Activation Energy
A newsletter to provoke thought, to inspire, and to catalyze action.
Getting Started…
I often find myself uncomfortable with the consequences of the decisions I make. This is largely due to the fact that most of my decisions are made with little information and lack precedence.
Many times when making a decision, we often default to the most obvious choice. This doesn’t necessarily mean it’s the best choice. Depending on the context, one thing to note when making decisions is the degree to which external pressures influence them.
Questions I think about: Am I making a decision that the people closest to me will agree on? How will it make me look? How would others I respect make this decision? What is the norm?

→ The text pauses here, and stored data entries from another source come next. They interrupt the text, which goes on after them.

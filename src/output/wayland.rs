//! [`PhysicalSizeSource`] that asks the compositor over the Wayland
//! protocol.
//!
//! Each query opens a short-lived connection, binds every `wl_output`
//! global and waits for two roundtrips: the first delivers the registry
//! globals, the second flushes the per-output `geometry` and `name` events
//! queued by binding them.

use crate::command::PhysicalSize;
use crate::traits::PhysicalSizeSource;
use log::{debug, warn};
use wayland_client::protocol::{wl_output, wl_registry};
use wayland_client::{Connection, Dispatch, Proxy, QueueHandle};

/// `wl_output.name` was added in version 4.
const WL_OUTPUT_VERSION: u32 = 4;

/// Wayland-backed physical size source.
///
/// No connection is held between queries.
#[derive(Debug, Default)]
pub struct WaylandPhysicalSource;

impl WaylandPhysicalSource {
    pub fn new() -> Self {
        Self
    }
}

/// Errors that can occur while enumerating outputs.
#[derive(Debug, thiserror::Error)]
pub enum WaylandError {
    #[error("connect: {0}")]
    Connect(#[from] wayland_client::ConnectError),
    #[error("dispatch: {0}")]
    Dispatch(#[from] wayland_client::DispatchError),
}

/// Per-output state accumulated from events; indexed by the user data
/// attached to each bound `wl_output`.
#[derive(Debug, Default)]
struct OutputEntry {
    name: Option<String>,
    width_mm: i32,
    height_mm: i32,
}

#[derive(Debug, Default)]
struct Collector {
    entries: Vec<OutputEntry>,
    proxies: Vec<wl_output::WlOutput>,
}

impl Dispatch<wl_registry::WlRegistry, ()> for Collector {
    fn event(
        state: &mut Self,
        registry: &wl_registry::WlRegistry,
        event: wl_registry::Event,
        _: &(),
        _: &Connection,
        qh: &QueueHandle<Self>,
    ) {
        if let wl_registry::Event::Global {
            name,
            interface,
            version,
        } = event
        {
            if interface != "wl_output" {
                return;
            }
            if version < WL_OUTPUT_VERSION {
                warn!("wl_output global {} has version {}, names unavailable", name, version);
            }
            let index = state.entries.len();
            state.entries.push(OutputEntry::default());
            let output = registry.bind::<wl_output::WlOutput, _, _>(
                name,
                version.min(WL_OUTPUT_VERSION),
                qh,
                index,
            );
            state.proxies.push(output);
        }
    }
}

impl Dispatch<wl_output::WlOutput, usize> for Collector {
    fn event(
        state: &mut Self,
        _: &wl_output::WlOutput,
        event: wl_output::Event,
        index: &usize,
        _: &Connection,
        _: &QueueHandle<Self>,
    ) {
        let Some(entry) = state.entries.get_mut(*index) else {
            return;
        };
        match event {
            wl_output::Event::Geometry {
                physical_width,
                physical_height,
                ..
            } => {
                entry.width_mm = physical_width;
                entry.height_mm = physical_height;
            }
            wl_output::Event::Name { name } => entry.name = Some(name),
            _ => {}
        }
    }
}

impl PhysicalSizeSource for WaylandPhysicalSource {
    type Error = WaylandError;

    fn physical_sizes(&self) -> Result<Vec<PhysicalSize>, WaylandError> {
        let conn = Connection::connect_to_env()?;
        let mut queue = conn.new_event_queue();
        let qh = queue.handle();
        let _registry = conn.display().get_registry(&qh, ());

        let mut collector = Collector::default();
        queue.roundtrip(&mut collector)?;
        queue.roundtrip(&mut collector)?;

        for output in &collector.proxies {
            if output.version() >= 3 {
                output.release();
            }
        }

        let sizes: Vec<PhysicalSize> = collector
            .entries
            .into_iter()
            .filter_map(|e| {
                Some(PhysicalSize {
                    name: e.name?,
                    width_mm: e.width_mm,
                    height_mm: e.height_mm,
                })
            })
            .collect();
        debug!("wayland reported {} named output(s)", sizes.len());
        Ok(sizes)
    }
}
//! Monitor metadata: a lazily refreshed cache of [`Output`]s plus the two
//! strategies for learning each monitor's physical size.
//!
//! The window manager knows pixel geometry but not millimeters; the display
//! server knows millimeters.  [`OutputRegistry`] joins the two by output
//! name and caches the result until [`invalidate`](OutputRegistry::invalidate)
//! is called.

pub mod fixed;
pub mod wayland;

use crate::command::PhysicalSize;
use crate::config::{Config, PhysicalSourceKind};
use crate::error::{Error, Result};
use crate::geometry::Output;
use crate::traits::{PhysicalSizeSource, WindowManager};
use fixed::FixedPhysicalSource;
use log::{debug, warn};
use std::collections::HashMap;
use wayland::{WaylandError, WaylandPhysicalSource};

/// The physical-size strategy picked at startup.
#[derive(Debug)]
pub enum PhysicalSource {
    Wayland(WaylandPhysicalSource),
    Fixed(FixedPhysicalSource),
}

impl PhysicalSource {
    /// Build the strategy selected by `config`.
    pub fn from_config(config: &Config) -> Self {
        match config.physical_source {
            PhysicalSourceKind::Wayland => PhysicalSource::Wayland(WaylandPhysicalSource::new()),
            PhysicalSourceKind::Fixed => {
                PhysicalSource::Fixed(FixedPhysicalSource::new(config.outputs.clone()))
            }
        }
    }
}

impl PhysicalSizeSource for PhysicalSource {
    type Error = WaylandError;

    fn physical_sizes(&self) -> std::result::Result<Vec<PhysicalSize>, WaylandError> {
        match self {
            PhysicalSource::Wayland(source) => source.physical_sizes(),
            PhysicalSource::Fixed(source) => match source.physical_sizes() {
                Ok(sizes) => Ok(sizes),
                Err(never) => match never {},
            },
        }
    }
}

/// Cache of per-monitor pixel and physical geometry.
///
/// The cache is either fully valid or fully stale.  Refreshing happens only
/// on demand, in [`get`](OutputRegistry::get).
///
/// Not synchronized: a registry has exactly one owner, and callers that share
/// it between threads must wrap it in their own lock.
pub struct OutputRegistry<P: PhysicalSizeSource> {
    physical: P,
    lookup: HashMap<String, Output>,
    valid: bool,
}

impl<P: PhysicalSizeSource> OutputRegistry<P> {
    /// Create an empty, stale registry backed by `physical`.
    pub fn new(physical: P) -> Self {
        Self {
            physical,
            lookup: HashMap::new(),
            valid: false,
        }
    }

    /// Look up the output called `name`, refreshing first if the cache is
    /// stale.
    ///
    /// A miss on a valid cache is reported as [`Error::NotFound`] without
    /// refreshing.  A failed refresh is returned as is and leaves the cache
    /// stale, so the next call tries again.
    pub fn get<W: WindowManager + ?Sized>(&mut self, wm: &W, name: &str) -> Result<Output> {
        if !self.valid {
            self.refresh(wm)?;
        }

        self.lookup
            .get(name)
            .cloned()
            .ok_or_else(|| Error::NotFound(format!("output {:?}", name)))
    }

    /// Mark the cache stale.  The next [`get`](OutputRegistry::get) pays for
    /// the refresh.
    pub fn invalidate(&mut self) {
        self.valid = false;
    }

    /// Whether the next lookup will be served from the cache.
    pub fn is_valid(&self) -> bool {
        self.valid
    }

    fn refresh<W: WindowManager + ?Sized>(&mut self, wm: &W) -> Result<()> {
        let physical = self
            .physical
            .physical_sizes()
            .map_err(|e| Error::Display(e.to_string()))?;
        let outputs = wm.outputs()?;

        let physical: HashMap<&str, (i32, i32)> = physical
            .iter()
            .map(|p| (p.name.as_str(), (p.width_mm, p.height_mm)))
            .collect();

        let mut lookup = HashMap::with_capacity(outputs.len());
        for out in outputs.into_iter().filter(|o| o.active) {
            let Some(&(physical_width, physical_height)) = physical.get(out.name.as_str()) else {
                warn!("no physical size for output {}, skipping", out.name);
                continue;
            };
            lookup.insert(
                out.name.clone(),
                Output {
                    name: out.name,
                    width: out.rect.width,
                    height: out.rect.height,
                    physical_width,
                    physical_height,
                    x: out.rect.x,
                    y: out.rect.y,
                },
            );
        }

        debug!("output cache refreshed with {} output(s)", lookup.len());
        self.lookup = lookup;
        self.valid = true;
        Ok(())
    }
}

One can argue that at a subconscious level most of our actions are predicated on gaining validation from others. This is natural, we’re all human. A good way to avoid this is thinking before acting; which is much easier said than done.
I had these revelations while reflecting on some of the decisions I’ve made in the past six months. In particular, deciding to leave a startup I was working at, reneging an offer to work at Amazon over the summer, and taking a semester off of school.
Although it was difficult to make these decisions, moving to Seattle has reaffirmed what’s most important to me:
Doing what comes effortlessly to me with the people I’d work with for life.
Spending time building relationships deeply with family and friends.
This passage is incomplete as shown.